Mr Gudenswager has five cars and five caravans in various stages of repair – and disrepair – in and around his Aladdin’s cave of a shed at Warner.
General Fleet Sales Manager at Llewellyn Motors, the 60-year-old spends most of his waking moments surrounded by cars.
“I’ve always been passionate about cars, maybe it’s a bit of a downfall,” Mr Gudenswager joked.
“I’m not loyal to brands, it’s just got to look good, but I’m probably partial to the British makes because they’re just better looking cars.”
Mr Gudenswager’s journey down the road of restoration started with a 1950 Austin A40.
The key was turned on the 18-month project in 1977 and the British-made classic was registered in 1979.
It was used as a wedding car for Mr Gudenswager and his wife Cheryl before being sold in 1986.

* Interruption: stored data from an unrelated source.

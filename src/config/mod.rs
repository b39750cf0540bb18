//! Configuration management subsystem.
//!
//! # Data Flow
//! ```text
//! <data_dir>/config.toml
//!     → loader.rs (parse & deserialize)
//!     → validation.rs (semantic checks)
//!     → PluginConfig (validated, immutable)
//!     → overrides::OverrideSet::build
//! ```
//!
//! # Design Decisions
//! - Config is read once at enable; there is no reload
//! - Any load or validation error is fatal for the plugin
//! - Validation separates syntactic (serde) from semantic checks

pub mod loader;
pub mod schema;
pub mod validation;

pub use loader::{load_config, load_from_dir, ConfigError, CONFIG_FILE_NAME};
pub use schema::{LogFormat, ObservabilityConfig, PluginConfig};
pub use validation::ValidationError;
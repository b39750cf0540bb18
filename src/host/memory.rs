//! In-process host implementation.
//!
//! Backs the plugin with plain in-memory worlds. Used by embedders that
//! keep their own world list and by the test suite.

use std::collections::BTreeMap;
use std::path::{Path, PathBuf};
use std::sync::atomic::{AtomicU64, Ordering};
use std::sync::{Arc, PoisonError, RwLock};

use dashmap::DashMap;

use crate::host::{
    EventPriority, Host, HostError, ListenerId, LootTableRegistry, World, WorldLoadEvent,
    WorldLoadListener,
};
use crate::loot::{LootTable, ResourceKey};

/// A thread-safe loot table registry.
#[derive(Default)]
pub struct MemoryRegistry {
    tables: DashMap<ResourceKey, Arc<LootTable>>,
}

impl MemoryRegistry {
    pub fn new() -> Self {
        Self::default()
    }

    pub fn len(&self) -> usize {
        self.tables.len()
    }

    pub fn is_empty(&self) -> bool {
        self.tables.is_empty()
    }

    /// Copy of the current contents, ordered by key.
    pub fn snapshot(&self) -> BTreeMap<ResourceKey, Arc<LootTable>> {
        self.tables
            .iter()
            .map(|r| (r.key().clone(), r.value().clone()))
            .collect()
    }
}

impl LootTableRegistry for MemoryRegistry {
    fn insert(&self, key: ResourceKey, table: Arc<LootTable>) {
        self.tables.insert(key, table);
    }

    fn get(&self, key: &ResourceKey) -> Option<Arc<LootTable>> {
        self.tables.get(key).map(|r| r.value().clone())
    }
}

/// A world owning its own registry.
pub struct MemoryWorld {
    name: String,
    registry: Option<Arc<MemoryRegistry>>,
}

impl MemoryWorld {
    pub fn new(name: impl Into<String>) -> Self {
        Self {
            name: name.into(),
            registry: Some(Arc::new(MemoryRegistry::new())),
        }
    }

    /// A world whose registry handle can't be reached.
    pub fn detached(name: impl Into<String>) -> Self {
        Self {
            name: name.into(),
            registry: None,
        }
    }

    pub fn registry(&self) -> Option<&Arc<MemoryRegistry>> {
        self.registry.as_ref()
    }
}

impl World for MemoryWorld {
    fn name(&self) -> &str {
        &self.name
    }

    fn loot_tables(&self) -> Result<Arc<dyn LootTableRegistry>, HostError> {
        match &self.registry {
            Some(registry) => Ok(registry.clone() as Arc<dyn LootTableRegistry>),
            None => Err(HostError::WorldRegistryUnavailable {
                world: self.name.clone(),
                reason: "registry handle detached".to_string(),
            }),
        }
    }
}

struct RegisteredListener {
    id: ListenerId,
    priority: EventPriority,
    listener: Arc<dyn WorldLoadListener>,
}

/// Host holding worlds and listeners in memory.
pub struct MemoryHost {
    data_dir: PathBuf,
    registry_available: bool,
    worlds: RwLock<Vec<Arc<MemoryWorld>>>,
    listeners: RwLock<Vec<RegisteredListener>>,
    next_listener_id: AtomicU64,
}

impl MemoryHost {
    pub fn new(data_dir: impl Into<PathBuf>) -> Self {
        Self {
            data_dir: data_dir.into(),
            registry_available: true,
            worlds: RwLock::new(Vec::new()),
            listeners: RwLock::new(Vec::new()),
            next_listener_id: AtomicU64::new(1),
        }
    }

    /// A host whose registries can't be overridden.
    pub fn without_loot_registry(data_dir: impl Into<PathBuf>) -> Self {
        Self {
            registry_available: false,
            ..Self::new(data_dir)
        }
    }

    /// Add a world without firing a load event, as if it was loaded
    /// before the plugin.
    pub fn add_world(&self, world: MemoryWorld) -> Arc<MemoryWorld> {
        let world = Arc::new(world);
        let mut worlds = self.worlds.write().unwrap_or_else(PoisonError::into_inner);
        worlds.retain(|w| w.name != world.name);
        worlds.push(world.clone());
        world
    }

    /// Add (or replace) a world and notify listeners on this thread.
    pub fn load_world(&self, world: MemoryWorld) -> Arc<MemoryWorld> {
        let world = self.add_world(world);
        self.dispatch_world_load(&WorldLoadEvent::new(world.clone()));
        world
    }

    pub fn world(&self, name: &str) -> Option<Arc<MemoryWorld>> {
        self.worlds
            .read()
            .unwrap_or_else(PoisonError::into_inner)
            .iter()
            .find(|w| w.name == name)
            .cloned()
    }

    pub fn listener_count(&self) -> usize {
        self.listeners
            .read()
            .unwrap_or_else(PoisonError::into_inner)
            .len()
    }

    /// Call every listener in ascending priority, registration order
    /// within a priority.
    pub fn dispatch_world_load(&self, event: &WorldLoadEvent) {
        let mut ordered: Vec<(EventPriority, ListenerId, Arc<dyn WorldLoadListener>)> = self
            .listeners
            .read()
            .unwrap_or_else(PoisonError::into_inner)
            .iter()
            .map(|l| (l.priority, l.id, l.listener.clone()))
            .collect();
        ordered.sort_by_key(|(priority, id, _)| (*priority, *id));

        for (_, _, listener) in ordered {
            listener.on_world_load(event);
        }
    }
}

impl Host for MemoryHost {
    fn data_dir(&self) -> &Path {
        &self.data_dir
    }

    fn loaded_worlds(&self) -> Vec<Arc<dyn World>> {
        self.worlds
            .read()
            .unwrap_or_else(PoisonError::into_inner)
            .iter()
            .map(|w| w.clone() as Arc<dyn World>)
            .collect()
    }

    fn probe_loot_registry(&self) -> Result<(), HostError> {
        if self.registry_available {
            Ok(())
        } else {
            Err(HostError::RegistryUnavailable(
                "host does not expose loot table registries".to_string(),
            ))
        }
    }

    fn register_world_listener(
        &self,
        priority: EventPriority,
        listener: Arc<dyn WorldLoadListener>,
    ) -> ListenerId {
        let id = ListenerId(self.next_listener_id.fetch_add(1, Ordering::Relaxed));
        self.listeners
            .write()
            .unwrap_or_else(PoisonError::into_inner)
            .push(RegisteredListener {
                id,
                priority,
                listener,
            });
        id
    }

    fn unregister_world_listener(&self, id: ListenerId) -> bool {
        let mut listeners = self.listeners.write().unwrap_or_else(PoisonError::into_inner);
        let before = listeners.len();
        listeners.retain(|l| l.id != id);
        listeners.len() != before
    }
}
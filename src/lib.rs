//! Custom loot tables for a game server.
//!
//! Replaces the server's built-in loot tables for configured identifiers
//! with definitions read from the plugin data directory, at enable and
//! again each time a world loads.

pub mod config;
pub mod host;
pub mod lifecycle;
pub mod loot;
pub mod observability;
pub mod overrides;

pub use config::PluginConfig;
pub use host::{Host, LootTableRegistry, World};
pub use lifecycle::{LootOverridePlugin, PluginStatus};
pub use loot::{LootTable, ResourceKey};
pub use overrides::OverrideSet;
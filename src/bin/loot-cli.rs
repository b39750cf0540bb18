use std::path::PathBuf;
use std::process::ExitCode;

use clap::{Parser, Subcommand};

use custom_loot_tables::config::{self, ObservabilityConfig};
use custom_loot_tables::loot::{DefinitionLoader, ResourceKey};
use custom_loot_tables::observability::logging;
use custom_loot_tables::overrides::{EntryStatus, OverrideSet};

#[derive(Parser)]
#[command(name = "loot-cli")]
#[command(about = "Check custom loot table data directories", long_about = None)]
struct Cli {
    /// Plugin data directory holding config.toml and the table files
    #[arg(short, long, default_value = ".")]
    data_dir: PathBuf,

    #[command(subcommand)]
    command: Commands,
}

#[derive(Subcommand)]
enum Commands {
    /// Load every configured table and report failures
    Check,
    /// Print the table that would be applied for an identifier
    Show {
        identifier: String,
    },
}

fn main() -> ExitCode {
    let cli = Cli::parse();

    let config = match config::load_from_dir(&cli.data_dir) {
        Ok(config) => config,
        Err(e) => {
            logging::init(&ObservabilityConfig::default());
            eprintln!("Error: cannot load {}: {}", cli.data_dir.join(config::CONFIG_FILE_NAME).display(), e);
            return ExitCode::FAILURE;
        }
    };
    logging::init(&config.observability);

    let loader = DefinitionLoader::new(&cli.data_dir);
    let (overrides, report) = OverrideSet::build(&config, &loader);

    match cli.command {
        Commands::Check => {
            for entry in overrides.iter() {
                match &entry.status {
                    EntryStatus::Loaded => println!(
                        "ok       {} <- {} ({} pools)",
                        entry.key,
                        entry.file_name,
                        entry.table.pools.len()
                    ),
                    EntryStatus::Fallback { reason } => {
                        println!("fallback {} <- {}: {}", entry.key, entry.file_name, reason)
                    }
                }
            }
            println!(
                "{} configured, {} loaded, {} falling back to the empty table",
                overrides.len(),
                report.loaded,
                report.failures.len()
            );
            if report.is_clean() {
                ExitCode::SUCCESS
            } else {
                ExitCode::FAILURE
            }
        }
        Commands::Show { identifier } => {
            let key = match ResourceKey::parse(&identifier) {
                Ok(key) => key,
                Err(e) => {
                    eprintln!("Error: {}", e);
                    return ExitCode::FAILURE;
                }
            };
            let Some(entry) = overrides.get(&key) else {
                eprintln!("Error: {} is not overridden", key);
                return ExitCode::FAILURE;
            };
            match serde_json::to_string_pretty(entry.table.as_ref()) {
                Ok(json) => {
                    println!("{}", json);
                    ExitCode::SUCCESS
                }
                Err(e) => {
                    eprintln!("Error: {}", e);
                    ExitCode::FAILURE
                }
            }
        }
    }
}
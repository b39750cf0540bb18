//! Writing the override set into world registries.
//!
//! # Responsibilities
//! - Insert every override into one world's loot table registry
//! - Apply to many worlds, isolating failures per world
//!
//! # Design Decisions
//! - Unconditional overwrite; applying twice equals applying once
//! - A world whose registry can't be reached is logged and skipped
//! - Non-overridden registry entries are never touched

use std::sync::Arc;

use thiserror::Error;

use crate::host::{HostError, World};
use crate::observability::metrics;
use crate::overrides::set::OverrideSet;

/// Failure to apply overrides to one world.
#[derive(Debug, Clone, Error)]
#[error("couldn't replace default loot tables in world '{world}': {source}")]
pub struct ApplyError {
    pub world: String,
    #[source]
    pub source: HostError,
}

/// Apply every override to `world`. Returns the number of tables written.
pub fn apply_to_world(set: &OverrideSet, world: &dyn World) -> Result<usize, ApplyError> {
    let registry = world.loot_tables().map_err(|source| ApplyError {
        world: world.name().to_string(),
        source,
    })?;

    for entry in set.iter() {
        registry.insert(entry.key.clone(), entry.table.clone());
    }

    Ok(set.len())
}

/// Like [`apply_to_world`], logging the outcome instead of returning it.
pub fn apply_and_log(set: &OverrideSet, world: &dyn World) -> Result<usize, ApplyError> {
    match apply_to_world(set, world) {
        Ok(count) => {
            tracing::info!(world = %world.name(), count, "Applied custom loot tables");
            metrics::record_applied(world.name(), count);
            Ok(count)
        }
        Err(e) => {
            tracing::error!(world = %world.name(), error = %e.source, "Couldn't replace default loot tables");
            metrics::record_world_failure(world.name());
            Err(e)
        }
    }
}

/// Result of applying to several worlds.
#[derive(Debug, Default)]
pub struct ApplySummary {
    /// Names of worlds that received the overrides.
    pub applied: Vec<String>,
    pub failed: Vec<ApplyError>,
}

/// Apply to each world in turn; one failing world doesn't stop the rest.
pub fn apply_to_worlds(set: &OverrideSet, worlds: &[Arc<dyn World>]) -> ApplySummary {
    let mut summary = ApplySummary::default();
    for world in worlds {
        match apply_and_log(set, world.as_ref()) {
            Ok(_) => summary.applied.push(world.name().to_string()),
            Err(e) => summary.failed.push(e),
        }
    }
    summary
}
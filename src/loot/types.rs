//! Loot table definition schema.
//!
//! Mirrors the JSON dialect the server reads for its own loot tables:
//!
//! ```json
//! {
//!   "pools": [
//!     {
//!       "rolls": { "min": 2, "max": 4 },
//!       "entries": [
//!         { "type": "item", "name": "minecraft:diamond", "weight": 1 },
//!         { "type": "empty", "weight": 9 }
//!       ]
//!     }
//!   ]
//! }
//! ```
//!
//! Functions and conditions are kept as their name plus raw parameters;
//! the server interprets them, this crate only carries them through.

use serde::{Deserialize, Serialize};
use serde_json::{Map, Value};

use crate::loot::key::ResourceKey;

/// A complete loot table.
#[derive(Debug, Clone, PartialEq, Default, Deserialize, Serialize)]
pub struct LootTable {
    /// Context type (`minecraft:chest`, `minecraft:entity`, ...). Older
    /// table files omit it.
    #[serde(rename = "type", default, skip_serializing_if = "Option::is_none")]
    pub kind: Option<String>,

    #[serde(default)]
    pub pools: Vec<LootPool>,
}

impl LootTable {
    /// The table that drops nothing. Used in place of any override that
    /// failed to load.
    pub fn empty() -> Self {
        Self::default()
    }

    pub fn is_empty(&self) -> bool {
        self.pools.is_empty()
    }
}

/// One pool: roll `rolls` times, each roll picking one weighted entry.
#[derive(Debug, Clone, PartialEq, Deserialize, Serialize)]
pub struct LootPool {
    #[serde(default, skip_serializing_if = "Option::is_none")]
    pub name: Option<String>,

    pub rolls: NumberRange,

    #[serde(default)]
    pub bonus_rolls: NumberRange,

    #[serde(default)]
    pub entries: Vec<LootEntry>,

    #[serde(default, skip_serializing_if = "Vec::is_empty")]
    pub conditions: Vec<LootCondition>,
}

/// A fixed number or an inclusive uniform range.
#[derive(Debug, Clone, Copy, PartialEq, Deserialize, Serialize)]
#[serde(untagged)]
pub enum NumberRange {
    Constant(f32),
    Uniform { min: f32, max: f32 },
}

impl NumberRange {
    pub fn min(&self) -> f32 {
        match self {
            NumberRange::Constant(v) => *v,
            NumberRange::Uniform { min, .. } => *min,
        }
    }

    pub fn max(&self) -> f32 {
        match self {
            NumberRange::Constant(v) => *v,
            NumberRange::Uniform { max, .. } => *max,
        }
    }
}

impl Default for NumberRange {
    fn default() -> Self {
        NumberRange::Constant(0.0)
    }
}

/// A weighted pool entry.
#[derive(Debug, Clone, PartialEq, Deserialize, Serialize)]
pub struct LootEntry {
    #[serde(flatten)]
    pub kind: EntryKind,

    #[serde(default = "default_weight")]
    pub weight: i32,

    #[serde(default)]
    pub quality: i32,

    #[serde(default, skip_serializing_if = "Vec::is_empty")]
    pub conditions: Vec<LootCondition>,

    #[serde(default, skip_serializing_if = "Vec::is_empty")]
    pub functions: Vec<LootFunction>,
}

fn default_weight() -> i32 {
    1
}

/// What an entry produces when selected.
#[derive(Debug, Clone, PartialEq, Deserialize, Serialize)]
#[serde(tag = "type", rename_all = "snake_case")]
pub enum EntryKind {
    /// A single item stack.
    Item { name: ResourceKey },
    /// Rolls another table by reference.
    LootTable { name: ResourceKey },
    /// Drops nothing; only takes up weight.
    Empty,
}

/// An item modifier applied to the produced stack.
#[derive(Debug, Clone, PartialEq, Deserialize, Serialize)]
pub struct LootFunction {
    pub function: ResourceKey,

    #[serde(flatten)]
    pub params: Map<String, Value>,
}

/// A predicate gating a pool, entry or function.
#[derive(Debug, Clone, PartialEq, Deserialize, Serialize)]
pub struct LootCondition {
    pub condition: ResourceKey,

    #[serde(flatten)]
    pub params: Map<String, Value>,
}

“The A40 was a lovely car but it was a bit impractical, it didn’t really suit a baby bassinet,” Mr Gudenswager said of the decision to sell.
“That first car always stands out – every nut and bolt came off the A40 and we did everything ourselves apart from the upholstery.
“We had another couple of Austins at the time so after selling we just moved them forward and started working on those projects.”
GALLERY: The cars and caravans of Neil and Cheryl Gudenswager.
With car restoration projects picking up speed it was only natural that Mr Gudenswager would turn his attention to the things they tow – caravans.
“The 1948 Rowvan was the first, I bought it off eBay from a guy down in Grafton,” he said.
“We still have it, we’ve taken it to Lightning Ridge, the Blue Mountains and Sydney a couple of times.
“At first we towed it with a HR utility, then a 1960 AP3 Chrysler Royal, then a 1967 XR Falcon.
“We like to tow old vans with an old car. It’s more fun that way.”
When they’re not burning up the bitumen in old cars the Gudenswagers keep it simple, travelling in a Toyota Sahara or Subaru WRX from Monday to Friday.
Weekends are usually reserved for rest, relaxation and restoration.
“I’ll head down to the back shed on a Saturday morning and look at what I’m working on and think ‘okay, today I’m going to focus on this piece and work out where to go from there’,” Mr Gudenswager said.
“When I go to the shed I never take the phone with me, I never work around the clock and I never set a deadline – that’s the easiest way to take the fun out of a project.
“You’ve got to be flexible and you’ve got to like the car or the caravan in the first place because there’s a lot of work involved.
“I say to people ‘if you’re looking for a quick buck then this probably isn’t the place for you’.”
Or in other words, “Tell him he’s dreaming.”